• _EXERCISE OBJECTIVE_
Provide a verbatim copy of the data below.

• _LISTED ENTRIES_
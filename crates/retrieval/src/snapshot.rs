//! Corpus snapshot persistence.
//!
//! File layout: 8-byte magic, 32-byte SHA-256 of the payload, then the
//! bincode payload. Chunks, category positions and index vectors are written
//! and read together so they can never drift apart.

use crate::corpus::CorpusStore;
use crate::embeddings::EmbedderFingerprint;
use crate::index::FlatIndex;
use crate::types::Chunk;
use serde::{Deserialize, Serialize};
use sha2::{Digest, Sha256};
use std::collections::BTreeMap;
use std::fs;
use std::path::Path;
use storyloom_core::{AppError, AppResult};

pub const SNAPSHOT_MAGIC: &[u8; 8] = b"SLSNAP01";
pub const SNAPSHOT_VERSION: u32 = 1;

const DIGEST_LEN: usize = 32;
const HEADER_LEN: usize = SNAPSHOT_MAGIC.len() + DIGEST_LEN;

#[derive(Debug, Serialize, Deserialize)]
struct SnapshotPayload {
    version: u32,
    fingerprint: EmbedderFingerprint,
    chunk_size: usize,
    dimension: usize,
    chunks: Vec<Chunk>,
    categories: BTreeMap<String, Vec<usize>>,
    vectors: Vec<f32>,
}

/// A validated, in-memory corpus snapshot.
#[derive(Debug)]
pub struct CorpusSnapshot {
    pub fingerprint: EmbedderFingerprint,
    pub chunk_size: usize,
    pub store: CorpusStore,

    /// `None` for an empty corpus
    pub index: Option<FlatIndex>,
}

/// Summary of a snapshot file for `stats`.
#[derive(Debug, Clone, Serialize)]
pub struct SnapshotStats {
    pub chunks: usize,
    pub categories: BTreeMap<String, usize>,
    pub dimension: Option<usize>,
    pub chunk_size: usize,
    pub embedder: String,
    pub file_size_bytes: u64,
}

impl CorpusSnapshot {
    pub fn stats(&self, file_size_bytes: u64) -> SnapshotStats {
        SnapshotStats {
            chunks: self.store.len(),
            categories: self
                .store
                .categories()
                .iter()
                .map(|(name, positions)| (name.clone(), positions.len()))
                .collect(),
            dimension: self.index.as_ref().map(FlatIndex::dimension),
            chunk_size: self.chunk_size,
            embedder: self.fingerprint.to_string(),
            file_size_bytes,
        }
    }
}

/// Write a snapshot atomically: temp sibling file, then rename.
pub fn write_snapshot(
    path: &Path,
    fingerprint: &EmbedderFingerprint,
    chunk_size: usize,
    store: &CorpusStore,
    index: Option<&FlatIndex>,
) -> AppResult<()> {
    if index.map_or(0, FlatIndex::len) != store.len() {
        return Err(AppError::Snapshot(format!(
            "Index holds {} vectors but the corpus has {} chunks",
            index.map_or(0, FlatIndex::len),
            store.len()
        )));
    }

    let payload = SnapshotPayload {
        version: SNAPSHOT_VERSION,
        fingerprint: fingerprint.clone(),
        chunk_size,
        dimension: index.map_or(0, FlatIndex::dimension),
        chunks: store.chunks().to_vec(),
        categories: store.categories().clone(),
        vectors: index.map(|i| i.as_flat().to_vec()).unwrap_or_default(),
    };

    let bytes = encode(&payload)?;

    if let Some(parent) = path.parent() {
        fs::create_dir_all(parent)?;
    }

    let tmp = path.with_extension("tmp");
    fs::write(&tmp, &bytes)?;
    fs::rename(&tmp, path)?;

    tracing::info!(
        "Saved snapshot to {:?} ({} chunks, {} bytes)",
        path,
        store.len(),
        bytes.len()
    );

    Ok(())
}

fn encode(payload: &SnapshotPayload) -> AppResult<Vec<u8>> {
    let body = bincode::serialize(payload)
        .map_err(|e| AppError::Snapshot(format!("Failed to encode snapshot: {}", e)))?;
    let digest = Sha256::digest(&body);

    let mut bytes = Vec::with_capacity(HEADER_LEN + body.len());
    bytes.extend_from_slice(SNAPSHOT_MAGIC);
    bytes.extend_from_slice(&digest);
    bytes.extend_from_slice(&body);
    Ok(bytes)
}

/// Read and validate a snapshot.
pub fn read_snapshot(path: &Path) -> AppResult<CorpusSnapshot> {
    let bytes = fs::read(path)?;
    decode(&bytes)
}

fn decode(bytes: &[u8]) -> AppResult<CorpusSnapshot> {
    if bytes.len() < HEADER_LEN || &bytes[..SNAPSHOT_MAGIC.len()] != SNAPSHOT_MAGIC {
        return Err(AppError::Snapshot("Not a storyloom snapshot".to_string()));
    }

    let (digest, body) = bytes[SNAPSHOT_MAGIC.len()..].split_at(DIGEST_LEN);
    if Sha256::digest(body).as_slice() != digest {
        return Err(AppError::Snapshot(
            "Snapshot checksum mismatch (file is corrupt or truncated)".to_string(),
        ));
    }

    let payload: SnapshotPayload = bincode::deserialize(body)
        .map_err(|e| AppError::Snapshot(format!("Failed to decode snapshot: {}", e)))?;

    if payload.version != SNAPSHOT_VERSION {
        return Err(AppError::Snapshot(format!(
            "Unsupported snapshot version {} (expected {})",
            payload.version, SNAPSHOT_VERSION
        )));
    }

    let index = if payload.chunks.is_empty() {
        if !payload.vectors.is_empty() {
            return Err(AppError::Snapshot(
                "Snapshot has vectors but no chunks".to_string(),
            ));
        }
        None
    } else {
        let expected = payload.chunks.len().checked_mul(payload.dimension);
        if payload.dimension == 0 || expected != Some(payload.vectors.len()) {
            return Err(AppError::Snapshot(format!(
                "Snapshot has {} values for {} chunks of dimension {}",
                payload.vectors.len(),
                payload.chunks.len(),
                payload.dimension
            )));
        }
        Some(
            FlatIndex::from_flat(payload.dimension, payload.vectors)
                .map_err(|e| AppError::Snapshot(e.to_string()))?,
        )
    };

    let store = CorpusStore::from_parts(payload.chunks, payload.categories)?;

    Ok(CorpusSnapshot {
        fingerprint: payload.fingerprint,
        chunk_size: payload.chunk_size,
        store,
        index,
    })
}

• _WRITTEN REPLY_
filename crates/retrieval/src/snapshot.rs
//! Corpus snapshot persistence.
//!
//! File layout: 8-byte magic, 32-byte SHA-256 of the payload, then the
//! bincode payload. Chunks, category positions and index vectors are written
//! and read together so they can never drift apart.

use crate::corpus::CorpusStore;
use crate::embeddings::EmbedderFingerprint;
use crate::index::FlatIndex;
use crate::types::Chunk;
use serde::{Deserialize, Serialize};
use sha2::{Digest, Sha256};
use std::collections::BTreeMap;
use std::fs;
use std::path::Path;
use storyloom_core::{AppError, AppResult};

pub const SNAPSHOT_MAGIC: &[u8; 8] = b"SLSNAP01";
pub const SNAPSHOT_VERSION: u32 = 1;

const DIGEST_LEN: usize = 32;
const HEADER_LEN: usize = SNAPSHOT_MAGIC.len() + DIGEST_LEN;

#[derive(Debug, Serialize, Deserialize)]
struct SnapshotPayload {
    version: u32,
    fingerprint: EmbedderFingerprint,
    chunk_size: usize,
    dimension: usize,
    chunks: Vec<Chunk>,
    categories: BTreeMap<String, Vec<usize>>,
    vectors: Vec<f32>,
}

/// A validated, in-memory corpus snapshot.
#[derive(Debug)]
pub struct CorpusSnapshot {
    pub fingerprint: EmbedderFingerprint,
    pub chunk_size: usize,
    pub store: CorpusStore,

    /// `None` for an empty corpus
    pub index: Option<FlatIndex>,
}

/// Summary of a snapshot file for `stats`.
#[derive(Debug, Clone, Serialize)]
pub struct SnapshotStats {
    pub chunks: usize,
    pub categories: BTreeMap<String, usize>,
    pub dimension: Option<usize>,
    pub chunk_size: usize,
    pub embedder: String,
    pub file_size_bytes: u64,
}

impl CorpusSnapshot {
    pub fn stats(&self, file_size_bytes: u64) -> SnapshotStats {
        SnapshotStats {
            chunks: self.store.len(),
            categories: self
                .store
                .categories()
                .iter()
                .map(|(name, positions)| (name.clone(), positions.len()))
                .collect(),
            dimension: self.index.as_ref().map(FlatIndex::dimension),
            chunk_size: self.chunk_size,
            embedder: self.fingerprint.to_string(),
            file_size_bytes,
        }
    }
}

/// Write a snapshot atomically: temp sibling file, then rename.
pub fn write_snapshot(
    path: &Path,
    fingerprint: &EmbedderFingerprint,
    chunk_size: usize,
    store: &CorpusStore,
    index: Option<&FlatIndex>,
) -> AppResult<()> {
    if index.map_or(0, FlatIndex::len) != store.len() {
        return Err(AppError::Snapshot(format!(
            "Index holds {} vectors but the corpus has {} chunks",
            index.map_or(0, FlatIndex::len),
            store.len()
        )));
    }

    let payload = SnapshotPayload {
        version: SNAPSHOT_VERSION,
        fingerprint: fingerprint.clone(),
        chunk_size,
        dimension: index.map_or(0, FlatIndex::dimension),
        chunks: store.chunks().to_vec(),
        categories: store.categories().clone(),
        vectors: index.map(|i| i.as_flat().to_vec()).unwrap_or_default(),
    };

    let bytes = encode(&payload)?;

    if let Some(parent) = path.parent() {
        fs::create_dir_all(parent)?;
    }

    let tmp = path.with_extension("tmp");
    fs::write(&tmp, &bytes)?;
    fs::rename(&tmp, path)?;

    tracing::info!(
        "Saved snapshot to {:?} ({} chunks, {} bytes)",
        path,
        store.len(),
        bytes.len()
    );

    Ok(())
}

fn encode(payload: &SnapshotPayload) -> AppResult<Vec<u8>> {
    let body = bincode::serialize(payload)
        .map_err(|e| AppError::Snapshot(format!("Failed to encode snapshot: {}", e)))?;
    let digest = Sha256::digest(&body);

    let mut bytes = Vec::with_capacity(HEADER_LEN + body.len());
    bytes.extend_from_slice(SNAPSHOT_MAGIC);
    bytes.extend_from_slice(&digest);
    bytes.extend_from_slice(&body);
    Ok(bytes)
}

/// Read and validate a snapshot.
pub fn read_snapshot(path: &Path) -> AppResult<CorpusSnapshot> {
    let bytes = fs::read(path)?;
    decode(&bytes)
}

fn decode(bytes: &[u8]) -> AppResult<CorpusSnapshot> {
    if bytes.len() < HEADER_LEN || &bytes[..SNAPSHOT_MAGIC.len()] != SNAPSHOT_MAGIC {
        return Err(AppError::Snapshot("Not a storyloom snapshot".to_string()));
    }

    let (digest, body) = bytes[SNAPSHOT_MAGIC.len()..].split_at(DIGEST_LEN);
    if Sha256::digest(body).as_slice() != digest {
        return Err(AppError::Snapshot(
            "Snapshot checksum mismatch (file is corrupt or truncated)".to_string(),
        ));
    }

    let payload: SnapshotPayload = bincode::deserialize(body)
        .map_err(|e| AppError::Snapshot(format!("Failed to decode snapshot: {}", e)))?;

    if payload.version != SNAPSHOT_VERSION {
        return Err(AppError::Snapshot(format!(
            "Unsupported snapshot version {} (expected {})",
            payload.version, SNAPSHOT_VERSION
        )));
    }

    let index = if payload.chunks.is_empty() {
        if !payload.vectors.is_empty() {
            return Err(AppError::Snapshot(
                "Snapshot has vectors but no chunks".to_string(),
            ));
        }
        None
    } else {
        let expected = payload.chunks.len().checked_mul(payload.dimension);
        if payload.dimension == 0 || expected != Some(payload.vectors.len()) {
            return Err(AppError::Snapshot(format!(
                "Snapshot has {} values for {} chunks of dimension {}",
                payload.vectors.len(),
                payload.chunks.len(),
                payload.dimension
            )));
        }
        Some(
            FlatIndex::from_flat(payload.dimension, payload.vectors)
                .map_err(|e| AppError::Snapshot(e.to_string()))?,
        )
    };

    let store = CorpusStore::from_parts(payload.chunks, payload.categories)?;

    Ok(CorpusSnapshot {
        fingerprint: payload.fingerprint,
        chunk_size: payload.chunk_size,
        store,
        index,
    })
}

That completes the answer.